Applied ML 2026 · Chapter 0 · 4 min read

Preface

Preface

Why this book

This is the successor to Applied Machine Learning (2024). That earlier volume is still on the shelf at aresalab.com — it was a 2024 snapshot of 25 worked projects across healthcare, bioinformatics, and vision/robotics. It held up as a structured tour of classical ML patterns, but it aged quickly: the NLP projects predate the LLM era, the drug-discovery projects predate AlphaFold 3, and the code listings were static artefacts without runnable rigs. A reader in 2026 would not want to build new work from that starting point.

Applied ML 2026 is written from scratch with a different set of design choices, driven by what went wrong in the 2024 book and by what the field has converged on since.

Design principles

  1. LLM-first. The centre of gravity has moved. In 2024, a "healthcare AI" project meant training a custom transformer on a MIMIC-III subset. In 2026, the first thing you reach for is a foundation model plus retrieval, with fine-tuning as a targeted intervention rather than a default. Each chapter starts from that premise and is organised around the patterns the LLM era actually uses: retrieval, tool use, evaluation, distillation, quantisation, safety, cost.
  2. Eval-first. Every project begins with an evaluation harness before it has a model. The eval is the specification — without one, you cannot tell whether anything is working. The book is strict about this: the first code cell in every project is the metric, not the architecture.
  3. Reproducible rigs. Every project ships with an experiments/run.py that you can clone, run in seconds on a laptop, and inspect. The script emits a metrics.json with the headline numbers, and those numbers — not marketing bullets — are what appear in the chapter's result section. When aresalab.com displays a chapter, it reads the live metrics.json so the webpage and the PDF cannot drift.
  4. No API keys required to reproduce. Every rig runs with only the Python standard library and a small, well-pinned dependency set. Projects that benefit from a real LLM are designed so the base rig is deterministic, with the LLM call as a clearly-marked, optional extension. This means the book can be reproduced on a $200 laptop, which is the correct bar for a public research artefact.
  5. Honest failure modes. Each project has a section documenting what fails, with numbers. Negative results are not a footnote; they are half the value of running a rig in the first place. If a paper claims 94% on some benchmark and our rig says 87% after controlling for a known confound, we report 87% and explain the gap.
  6. Mathematical grounding via Mathematical Awakening. Where a project needs calculus, linear algebra, probability, or statistics, this book points back to the relevant chapter of Mathematical Awakening rather than re-teaching. The two books are designed to sit on the shelf together.

Scope

The book is growing one project at a time, chapter by chapter, as each project's rig lands with runnable code and honest numbers. The current table of contents is short on purpose:

  • Chapter 1 — Evaluating pass@k, and what it doesn't tell you. A small reasoning benchmark with three solvers of controllable accuracy. The rig computes pass@1, pass@5, pass@10 with bootstrap confidence intervals, and the chapter walks through what pass@k actually measures, what the variance looks like in practice, and where the metric misleads. No API calls; fully reproducible in under a second.
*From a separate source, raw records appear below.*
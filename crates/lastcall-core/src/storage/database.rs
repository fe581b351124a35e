//! SQLite persistence for the lifecycle engine.
//!
//! Tasks and grave entries are stored one row each, so a single corrupt
//! record never poisons a load: any row failing shape validation is dropped
//! and counted, never fatal. Counters and deferred-operation state live in
//! a kv table as JSON. Saving rewrites the tables in one transaction after
//! every mutation; a failed save leaves the in-memory engine authoritative.

use chrono::{DateTime, Utc};
use rusqlite::{params, Connection};

use crate::error::{CoreError, DatabaseError};
use crate::lifecycle::DeferredState;
use crate::stats::Counters;
use crate::task::{GraveEntry, Task};

use super::data_dir;

const COUNTERS_KEY: &str = "counters";
const DEFERRED_KEY: &str = "deferred";

/// Everything the engine needs to resume, plus the number of persisted
/// records that failed validation and were discarded.
#[derive(Debug, Default)]
pub struct LoadedState {
    pub tasks: Vec<Task>,
    pub graveyard: Vec<GraveEntry>,
    pub counters: Counters,
    pub deferred: DeferredState,
    pub discarded: usize,
}

/// SQLite database for engine state.
pub struct Database {
    conn: Connection,
}

impl Database {
    /// Get a reference to the underlying SQLite connection.
    pub fn conn(&self) -> &Connection {
        &self.conn
    }

    /// Open the database at `<data_dir>/lastcall.db`, creating the file and
    /// schema if they don't exist.
    pub fn open() -> Result<Self, CoreError> {
        let path = data_dir()?.join("lastcall.db");
        let conn = Connection::open(&path)
            .map_err(|source| DatabaseError::OpenFailed { path, source })?;
        let db = Self { conn };
        db.migrate()?;
        Ok(db)
    }

    /// Open an in-memory database (for tests).
    #[cfg(test)]
    pub fn open_memory() -> Result<Self, CoreError> {
        let conn = Connection::open_in_memory()
            .map_err(|source| DatabaseError::OpenFailed {
                path: ":memory:".into(),
                source,
            })?;
        let db = Self { conn };
        db.migrate()?;
        Ok(db)
    }

    fn migrate(&self) -> Result<(), DatabaseError> {
        self.conn
            .execute_batch(
                "CREATE TABLE IF NOT EXISTS tasks (
                    id       TEXT PRIMARY KEY,
                    name     TEXT NOT NULL,
                    deadline TEXT NOT NULL,
                    created  TEXT NOT NULL
                );

                CREATE TABLE IF NOT EXISTS graveyard (
                    id         TEXT PRIMARY KEY,
                    name       TEXT NOT NULL,
                    deadline   TEXT NOT NULL,
                    created    TEXT NOT NULL,
                    expired_at TEXT NOT NULL
                );

                CREATE TABLE IF NOT EXISTS kv (
                    key   TEXT PRIMARY KEY,
                    value TEXT NOT NULL
                );",
            )
            .map_err(|e| DatabaseError::MigrationFailed(e.to_string()))
    }

    /// Load the full engine state, dropping malformed records per-row.
    pub fn load_state(&self) -> Result<LoadedState, DatabaseError> {
        let mut state = LoadedState::default();

        let mut stmt = self
            .conn
            .prepare("SELECT id, name, deadline, created FROM tasks ORDER BY rowid")?;
        let rows = stmt.query_map([], |row| {
            Ok((
                row.get::<_, String>(0)?,
                row.get::<_, String>(1)?,
                row.get::<_, String>(2)?,
                row.get::<_, String>(3)?,
            ))
        })?;
        for row in rows {
            match row.ok().and_then(|(id, name, deadline, created)| {
                Some(Task {
                    id,
                    name: non_empty(name)?,
                    deadline: parse_instant(&deadline)?,
                    created: parse_instant(&created)?,
                })
            }) {
                Some(task) => state.tasks.push(task),
                None => state.discarded += 1,
            }
        }

        let mut stmt = self.conn.prepare(
            "SELECT id, name, deadline, created, expired_at FROM graveyard ORDER BY rowid",
        )?;
        let rows = stmt.query_map([], |row| {
            Ok((
                row.get::<_, String>(0)?,
                row.get::<_, String>(1)?,
                row.get::<_, String>(2)?,
                row.get::<_, String>(3)?,
                row.get::<_, String>(4)?,
            ))
        })?;
        for row in rows {
            match row
                .ok()
                .and_then(|(id, name, deadline, created, expired_at)| {
                    Some(GraveEntry {
                        id,
                        name: non_empty(name)?,
                        deadline: parse_instant(&deadline)?,
                        created: parse_instant(&created)?,
                        expired_at: parse_instant(&expired_at)?,
                    })
                }) {
                Some(entry) => state.graveyard.push(entry),
                None => state.discarded += 1,
            }
        }

        if let Some(json) = self.kv_get(COUNTERS_KEY)? {
            match serde_json::from_str(&json) {
                Ok(counters) => state.counters = counters,
                Err(_) => state.discarded += 1,
            }
        }
        if let Some(json) = self.kv_get(DEFERRED_KEY)? {
            match serde_json::from_str(&json) {
                Ok(deferred) => state.deferred = deferred,
                Err(_) => state.discarded += 1,
            }
        }

        Ok(state)
    }

    /// Rewrite the whole state in one transaction.
    pub fn save_state(
        &mut self,
        tasks: &[Task],
        graveyard: &[GraveEntry],
        counters: &Counters,
        deferred: &DeferredState,
    ) -> Result<(), DatabaseError> {
        let counters_json = serde_json::to_string(counters)
            .map_err(|e| DatabaseError::QueryFailed(e.to_string()))?;
        let deferred_json = serde_json::to_string(deferred)
            .map_err(|e| DatabaseError::QueryFailed(e.to_string()))?;

        let tx = self.conn.transaction()?;
        tx.execute("DELETE FROM tasks", [])?;
        for task in tasks {
            tx.execute(
                "INSERT INTO tasks (id, name, deadline, created) VALUES (?1, ?2, ?3, ?4)",
                params![
                    task.id,
                    task.name,
                    task.deadline.to_rfc3339(),
                    task.created.to_rfc3339(),
                ],
            )?;
        }
        tx.execute("DELETE FROM graveyard", [])?;
        for entry in graveyard {
            tx.execute(
                "INSERT INTO graveyard (id, name, deadline, created, expired_at)
                 VALUES (?1, ?2, ?3, ?4, ?5)",
                params![
                    entry.id,
                    entry.name,
                    entry.deadline.to_rfc3339(),
                    entry.created.to_rfc3339(),
                    entry.expired_at.to_rfc3339(),
                ],
            )?;
        }
        tx.execute(
            "INSERT OR REPLACE INTO kv (key, value) VALUES (?1, ?2)",
            params![COUNTERS_KEY, counters_json],
        )?;
        tx.execute(
            "INSERT OR REPLACE INTO kv (key, value) VALUES (?1, ?2)",
            params![DEFERRED_KEY, deferred_json],
        )?;
        tx.commit()?;
        Ok(())
    }

    fn kv_get(&self, key: &str) -> Result<Option<String>, DatabaseError> {
        let mut stmt = self.conn.prepare("SELECT value FROM kv WHERE key = ?1")?;
        match stmt.query_row(params![key], |row| row.get::<_, String>(0)) {
            Ok(v) => Ok(Some(v)),
            Err(rusqlite::Error::QueryReturnedNoRows) => Ok(None),
            Err(e) => Err(e.into()),
        }
    }
}

fn parse_instant(s: &str) -> Option<DateTime<Utc>> {
    DateTime::parse_from_rfc3339(s)
        .ok()
        .map(|dt| dt.with_timezone(&Utc))
}

fn non_empty(name: String) -> Option<String> {
    if name.trim().is_empty() {
        None
    } else {
        Some(name)
    }
}
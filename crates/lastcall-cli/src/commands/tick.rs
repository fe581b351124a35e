use chrono::Utc;
use lastcall_core::storage::Config;
use lastcall_core::Database;

/// One lifecycle tick at wall-clock now, printing the produced events.
pub fn run_once() -> Result<(), Box<dyn std::error::Error>> {
    let config = Config::load_or_default();
    let mut db = Database::open()?;
    let mut engine = super::load_engine(&db, &config)?;
    let events = engine.tick(Utc::now());
    super::print_events(&events)?;
    super::save_engine(&mut db, &engine);
    Ok(())
}

/// Foreground tick driver: one tick per interval until interrupted.
///
/// State is reloaded each tick so mutations from other invocations are
/// picked up between ticks.
pub fn run_watch(interval_secs: u64) -> Result<(), Box<dyn std::error::Error>> {
    let interval = std::time::Duration::from_secs(interval_secs.max(1));
    loop {
        run_once()?;
        std::thread::sleep(interval);
    }
}
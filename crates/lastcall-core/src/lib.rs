//! # Lastcall Core Library
//!
//! Core engine for Lastcall, a local-first manager for short-lived,
//! deadline-bound tasks. Tasks are irrevocably removed from the active set
//! the moment their deadline passes, held in a 24-hour recovery store (the
//! graveyard), and can be resurrected as brand-new tasks that keep their
//! original relative duration.
//!
//! ## Architecture
//!
//! - **Lifecycle Engine**: a wall-clock-based state machine that requires
//!   the caller to invoke `tick()` periodically (once per second in the
//!   reference driver) and to pass the sampled time into every operation,
//!   so tests can simulate time without real delays
//! - **Storage**: SQLite-based state persistence and TOML-based
//!   configuration; persistence is best-effort and never crashes the engine
//! - **Events**: every state change surfaces as exactly one serializable
//!   event the UI collaborator consumes
//!
//! ## Key Components
//!
//! - [`LifecycleEngine`]: the active store, graveyard, counters, and the
//!   deferred operations (settle delays and hold-to-resurrect timers)
//! - [`classify`]: pure urgency classification of a deadline
//! - [`Database`]: engine state persistence
//! - [`Config`]: application configuration management

pub mod error;
pub mod events;
pub mod lifecycle;
pub mod stats;
pub mod storage;
pub mod task;
pub mod urgency;

pub use error::{ConfigError, CoreError, DatabaseError, ValidationError};
pub use events::{BurialCause, Event};
pub use lifecycle::{
    ActiveStore, DeferredState, EngineSettings, GraveyardStore, HoldTracker, LifecycleEngine,
    Snapshot,
};
pub use stats::Counters;
pub use storage::{Config, Database};
pub use task::{GraveEntry, Task};
pub use urgency::{classify, Urgency};
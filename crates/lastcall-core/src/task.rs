//! Task and grave-entry records.
//!
//! A [`Task`] is a live unit of work with a hard deadline. Once the deadline
//! lapses (or the task is manually deleted) it becomes a [`GraveEntry`] and
//! is retained for a fixed recovery window. Names are untrusted user text
//! and are stored verbatim after trimming and truncation -- escaping is a
//! presentation concern and does not happen here.

use chrono::{DateTime, Duration, Utc};
use serde::{Deserialize, Serialize};

use crate::error::ValidationError;

/// Maximum stored name length in characters.
pub const MAX_NAME_CHARS: usize = 200;

/// A live, deadline-bound task.
#[derive(Debug, Clone, PartialEq, Eq, Serialize, Deserialize)]
pub struct Task {
    pub id: String,
    pub name: String,
    pub deadline: DateTime<Utc>,
    pub created: DateTime<Utc>,
}

impl Task {
    /// Build a task from untrusted user input.
    ///
    /// The name is trimmed and truncated to [`MAX_NAME_CHARS`]; only an
    /// empty result is rejected. A non-positive duration is allowed -- the
    /// task simply expires on the first tick.
    pub fn new(
        name: &str,
        duration: Duration,
        now: DateTime<Utc>,
    ) -> Result<Self, ValidationError> {
        let name = sanitize_name(name)?;
        Ok(Self {
            id: generate_id(now),
            name,
            deadline: now + duration,
            created: now,
        })
    }

    /// Re-admit a grave entry as a brand-new task: fresh id, the original
    /// relative duration, a new absolute deadline.
    pub fn resurrected(entry: &GraveEntry, now: DateTime<Utc>) -> Self {
        Self {
            id: generate_id(now),
            name: entry.name.clone(),
            deadline: now + entry.original_duration(),
            created: now,
        }
    }

    /// Milliseconds until the deadline; negative once it has lapsed.
    pub fn remaining_ms(&self, now: DateTime<Utc>) -> i64 {
        (self.deadline - now).num_milliseconds()
    }
}

/// A task captured at its moment of migration into the graveyard.
#[derive(Debug, Clone, PartialEq, Eq, Serialize, Deserialize)]
pub struct GraveEntry {
    /// Reused from the original task.
    pub id: String,
    pub name: String,
    pub deadline: DateTime<Utc>,
    pub created: DateTime<Utc>,
    /// The wall-clock moment of migration, not the original deadline.
    pub expired_at: DateTime<Utc>,
}

impl GraveEntry {
    /// Capture a task at its moment of migration.
    pub fn bury(task: Task, expired_at: DateTime<Utc>) -> Self {
        Self {
            id: task.id,
            name: task.name,
            deadline: task.deadline,
            created: task.created,
            expired_at,
        }
    }

    /// The relative duration the task was originally given. This is what
    /// resurrection preserves; the absolute deadline is not restored.
    pub fn original_duration(&self) -> Duration {
        self.deadline - self.created
    }
}

pub(crate) fn sanitize_name(raw: &str) -> Result<String, ValidationError> {
    let trimmed = raw.trim();
    if trimmed.is_empty() {
        return Err(ValidationError::EmptyName);
    }
    Ok(trimmed.chars().take(MAX_NAME_CHARS).collect())
}

/// Epoch-millis base plus a random suffix. Uniqueness is probabilistic but
/// the suffix space makes collisions negligible.
pub(crate) fn generate_id(now: DateTime<Utc>) -> String {
    format!("{:x}-{:08x}", now.timestamp_millis(), rand::random::<u32>())
}
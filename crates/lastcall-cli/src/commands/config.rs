use clap::Subcommand;
use lastcall_core::storage::Config;

#[derive(Subcommand)]
pub enum ConfigAction {
    /// Print the whole configuration as TOML
    Show,
    /// Get a value by dot-separated key
    Get {
        key: String,
    },
    /// Set a value by dot-separated key
    Set {
        key: String,
        value: String,
    },
    /// Print the config file path
    Path,
}

pub fn run(action: ConfigAction) -> Result<(), Box<dyn std::error::Error>> {
    match action {
        ConfigAction::Show => {
            let config = Config::load_or_default();
            print!("{}", toml::to_string_pretty(&config)?);
        }
        ConfigAction::Get { key } => {
            let config = Config::load_or_default();
            match config.get(&key) {
                Some(value) => println!("{value}"),
                None => return Err(format!("unknown config key: {key}").into()),
            }
        }
        ConfigAction::Set { key, value } => {
            let mut config = Config::load_or_default();
            config.set(&key, &value)?;
            println!("{key} = {value}");
        }
        ConfigAction::Path => {
            println!("{}", Config::path()?.display());
        }
    }
    Ok(())
}
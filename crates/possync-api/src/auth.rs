use std::fmt;

use base64::Engine as _;
use base64::engine::general_purpose::STANDARD;
use reqwest::header::HeaderValue;
use secrecy::{ExposeSecret, SecretString};

use crate::error::Error;

/// Derived HTTP Basic credentials for the StoreHub API.
///
/// Holds only the Base64 token of `"{username}:{password}"`. The token is
/// reversible, so it is treated as secret material: it lives in a
/// [`SecretString`], the header built from it is marked sensitive, and the
/// `Debug` output is redacted.
#[derive(Clone)]
pub struct Credentials {
    token: SecretString,
}

impl Credentials {
    /// Derive Basic credentials from a username and password.
    pub fn basic(username: &str, password: &SecretString) -> Self {
        let raw = format!("{username}:{}", password.expose_secret());
        Self {
            token: SecretString::from(STANDARD.encode(raw.as_bytes())),
        }
    }

    /// Build the `Authorization: Basic <token>` header value.
    ///
    /// The value is flagged sensitive so reqwest and hyper never print it.
    pub fn header_value(&self) -> Result<HeaderValue, Error> {
        let mut value = HeaderValue::from_str(&format!("Basic {}", self.token.expose_secret()))
            .map_err(|e| Error::InvalidCredentials {
                message: format!("invalid authorization header value: {e}"),
            })?;
        value.set_sensitive(true);
        Ok(value)
    }
}

impl fmt::Debug for Credentials {
    fn fmt(&self, f: &mut fmt::Formatter<'_>) -> fmt::Result {
        f.debug_struct("Credentials")
            .field("token", &"[REDACTED]")
            .finish()
    }
}

#[cfg(test)]
mod tests {
    #![allow(clippy::unwrap_used)]

    use super::*;

    #[test]
    fn basic_token_is_base64_of_user_colon_password() {
        let creds = Credentials::basic("u", &SecretString::from("p".to_owned()));
        assert_eq!(creds.header_value().unwrap().to_str().unwrap(), "Basic dTpw");
    }

    #[test]
    fn header_value_is_sensitive_basic_auth() {
        let creds = Credentials::basic("cashier", &SecretString::from("s3cret".to_owned()));
        let value = creds.header_value().unwrap();
        assert!(value.is_sensitive());
        assert_eq!(value.to_str().unwrap(), "Basic Y2FzaGllcjpzM2NyZXQ=");
    }

    #[test]
    fn debug_output_never_contains_the_token() {
        let creds = Credentials::basic("u", &SecretString::from("p".to_owned()));
        let rendered = format!("{creds:?}");
        assert!(!rendered.contains("dTpw"));
        assert!(rendered.contains("REDACTED"));
    }
}
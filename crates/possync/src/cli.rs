//! Clap derive structures for the `possync` CLI.

use std::path::PathBuf;

use clap::{Args, Parser, Subcommand};

// ── Top-Level CLI ────────────────────────────────────────────────────

/// possync -- pull one day of StoreHub POS data as a single JSON payload
#[derive(Debug, Parser)]
#[command(
    name = "possync",
    version,
    about = "Synchronize StoreHub POS transactions, customers, and products",
    long_about = "Fetches one day of StoreHub transactions (required) plus the current\n\
        customer and product snapshots (best-effort) and emits them as one JSON\n\
        payload, either once from the command line or behind an HTTP endpoint.",
    propagate_version = true,
    subcommand_required = true,
    arg_required_else_help = true
)]
pub struct Cli {
    #[command(flatten)]
    pub global: GlobalOpts,

    #[command(subcommand)]
    pub command: Command,
}

// ── Global Options ───────────────────────────────────────────────────

#[derive(Debug, Args)]
pub struct GlobalOpts {
    /// Config file (defaults to the platform config directory)
    #[arg(long, env = "POSSYNC_CONFIG", global = true)]
    pub config: Option<PathBuf>,

    /// StoreHub API base URL (overrides config)
    #[arg(long, global = true)]
    pub base_url: Option<String>,

    /// Per-request timeout in seconds (overrides config)
    #[arg(long, global = true)]
    pub timeout: Option<u64>,

    /// Increase verbosity (-v, -vv, -vvv)
    #[arg(long, short = 'v', action = clap::ArgAction::Count, global = true)]
    pub verbose: u8,

    /// Emit logs as JSON lines
    #[arg(long, global = true)]
    pub log_json: bool,
}

// ── Top-Level Command Enum ───────────────────────────────────────────

#[derive(Debug, Subcommand)]
pub enum Command {
    /// Run one synchronization and print the payload
    Sync(SyncArgs),

    /// Serve the sync endpoint over HTTP
    Serve(ServeArgs),

    /// Manage configuration
    Config(ConfigArgs),

    /// Generate shell completions
    Completions(CompletionsArgs),
}

// ── Sync ─────────────────────────────────────────────────────────────

#[derive(Debug, Args)]
pub struct SyncArgs {
    /// StoreHub username (overrides POSSYNC_USERNAME and config)
    #[arg(long, short = 'u')]
    pub username: Option<String>,

    /// Prompt for the StoreHub password instead of using env/keyring/config
    #[arg(long)]
    pub prompt_password: bool,

    /// Day to sync, YYYY-MM-DD (defaults to today)
    #[arg(long, short = 'd')]
    pub date: Option<String>,

    /// Write the payload to a file instead of stdout
    #[arg(long, short = 'o')]
    pub output: Option<PathBuf>,

    /// Emit single-line JSON
    #[arg(long)]
    pub compact: bool,
}

// ── Serve ────────────────────────────────────────────────────────────

#[derive(Debug, Args)]
pub struct ServeArgs {
    /// Address to listen on (overrides config)
    #[arg(long, short = 'b')]
    pub bind: Option<String>,

    /// Allowed CORS origins: `*` or a comma-separated list (overrides config)
    #[arg(long)]
    pub cors_origin: Option<String>,
}

// ── Config ───────────────────────────────────────────────────────────

#[derive(Debug, Args)]
pub struct ConfigArgs {
    #[command(subcommand)]
    pub command: ConfigCommand,
}

#[derive(Debug, Subcommand)]
pub enum ConfigCommand {
    /// Print the effective configuration (secrets masked)
    Show,

    /// Print the config file location
    Path,

    /// Write a default config file
    Init {
        /// Overwrite an existing file
        #[arg(long)]
        force: bool,
    },

    /// Store a StoreHub password in the system keyring
    SetPassword {
        /// StoreHub username the password belongs to
        #[arg(long, short = 'u')]
        username: String,
    },
}

// ── Completions ──────────────────────────────────────────────────────

#[derive(Debug, Args)]
pub struct CompletionsArgs {
    /// Target shell
    pub shell: clap_complete::Shell,
}
//! HTTP boundary: `POST /sync` in front of the aggregator.
//!
//! Every request gets exactly one JSON body back, success or failure.
//! CORS is a static layer on the router; the aggregator never sees it.

use std::any::Any;

use axum::extract::rejection::JsonRejection;
use axum::extract::State;
use axum::http::{HeaderValue, StatusCode};
use axum::response::{IntoResponse, Response};
use axum::routing::{get, post};
use axum::{Json, Router};
use serde_json::json;
use tokio::net::TcpListener;
use tower_http::catch_panic::CatchPanicLayer;
use tower_http::cors::{self, AllowOrigin, CorsLayer};
use tower_http::trace::TraceLayer;
use tracing::{debug, error, info, warn};

use possync_core::{SyncAggregator, SyncFailure, SyncRequest};

use crate::error::CliError;

#[derive(Clone)]
struct AppState {
    aggregator: SyncAggregator,
}

/// Build the router with its layers. `cors` is applied outermost so
/// preflights are answered before tracing or the handler run.
pub fn router(aggregator: SyncAggregator, cors: CorsLayer) -> Router {
    Router::new()
        .route("/sync", post(sync_handler))
        .route("/health", get(health_check))
        .with_state(AppState { aggregator })
        .layer(CatchPanicLayer::custom(panic_response))
        .layer(TraceLayer::new_for_http())
        .layer(cors)
}

/// CORS policy from a config value: `*` for any origin, otherwise a
/// comma-separated list of exact origins.
pub fn cors_layer(origins: &str) -> Result<CorsLayer, CliError> {
    let base = CorsLayer::new()
        .allow_methods(cors::Any)
        .allow_headers(cors::Any);

    if origins.trim() == "*" {
        return Ok(base.allow_origin(cors::Any));
    }

    let list = origins
        .split(',')
        .map(str::trim)
        .filter(|o| !o.is_empty())
        .map(|o| {
            HeaderValue::from_str(o).map_err(|e| CliError::Validation {
                field: "cors origin".into(),
                reason: format!("{e}: {o}"),
            })
        })
        .collect::<Result<Vec<_>, _>>()?;

    if list.is_empty() {
        return Err(CliError::Validation {
            field: "cors origin".into(),
            reason: "expected `*` or at least one origin".into(),
        });
    }
    Ok(base.allow_origin(AllowOrigin::list(list)))
}

/// Bind `addr` and serve until Ctrl-C.
pub async fn serve(app: Router, addr: &str) -> Result<(), CliError> {
    let listener = TcpListener::bind(addr)
        .await
        .map_err(|source| CliError::Bind {
            addr: addr.into(),
            source,
        })?;
    info!(addr = %listener.local_addr()?, "sync endpoint listening");

    axum::serve(listener, app)
        .with_graceful_shutdown(shutdown_signal())
        .await?;

    info!("server stopped");
    Ok(())
}

async fn shutdown_signal() {
    if let Err(e) = tokio::signal::ctrl_c().await {
        warn!(error = %e, "could not install Ctrl-C handler, running until killed");
        std::future::pending::<()>().await;
    }
}

// ── Handlers ────────────────────────────────────────────────────────

async fn sync_handler(
    State(state): State<AppState>,
    payload: Result<Json<SyncRequest>, JsonRejection>,
) -> Response {
    let request = match payload {
        Ok(Json(request)) => request,
        Err(rejection) => {
            debug!(error = %rejection, "rejecting unreadable sync body");
            return (
                StatusCode::BAD_REQUEST,
                Json(json!({
                    "error": "Invalid request body",
                    "details": rejection.body_text(),
                })),
            )
                .into_response();
        }
    };

    match state.aggregator.synchronize(request).await {
        Ok(result) => (StatusCode::OK, Json(result)).into_response(),
        Err(failure) => failure_response(&failure),
    }
}

#[allow(clippy::unused_async)]
async fn health_check() -> impl IntoResponse {
    (StatusCode::OK, Json(json!({ "status": "ok" })))
}

fn failure_response(failure: &SyncFailure) -> Response {
    let status = StatusCode::from_u16(failure.http_status()).unwrap_or(StatusCode::BAD_GATEWAY);
    debug!(kind = %failure.kind, %status, "sync failed");
    (status, Json(failure)).into_response()
}

#[allow(clippy::needless_pass_by_value)]
fn panic_response(_panic: Box<dyn Any + Send + 'static>) -> Response {
    error!("sync handler panicked");
    (
        StatusCode::INTERNAL_SERVER_ERROR,
        Json(json!({ "error": "Internal error" })),
    )
        .into_response()
}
Future chapters, added as the rigs land:

  • Retrieval for QA: BM25 vs embeddings vs hybrid, evaluated on a small hand-built dataset.
  • Distillation: running a synthetic teacher-student setup to measure how much reasoning ability can transfer via SFT on generated traces.
  • Quantisation and the memory-quality trade-off: int8, int4, and the ablations that matter.
  • Evaluation harnesses: designing a benchmark that cannot be gamed.
  • Tool use: a tiny agent that calls three deterministic tools, with traceable logs and a cost ceiling.
  • Domain plumbing: one healthcare project, one bioinformatics project, one robotics project, each built on the LLM-first primitives above.

Any chapter that cannot be written with a reproducible rig does not get written. That constraint is deliberate: it is what separates this book from the 2024 edition.

How to read a chapter

Every chapter has the same shape:

  1. Problem. What is being measured, and why is it interesting.
  2. Eval. The metric, with formula and reference implementation. If you only read one section, this is the one.
  3. Method. The solver or architecture, kept compact. Math pointers back to Mathematical Awakening where appropriate.
  4. Rig. A walkthrough of experiments/run.py — what it does, how long it takes, what it emits.
  5. Numbers. Headline results from the rig, pulled live from metrics.json. Tables with bootstrap confidence intervals, not point estimates.
  6. What fails, and why. The section that matters most. A list of cases where the method breaks, with reproducible examples.
  7. Extensions. The obvious next paper for anyone who wants to take the project further.

That is the shape. One chapter for now, more landing as the rigs do.


Written with a debt to Mathematical Awakening, which teaches the math this book assumes, and to the 2024 Applied Machine Learning, which taught me what not to do the second time around.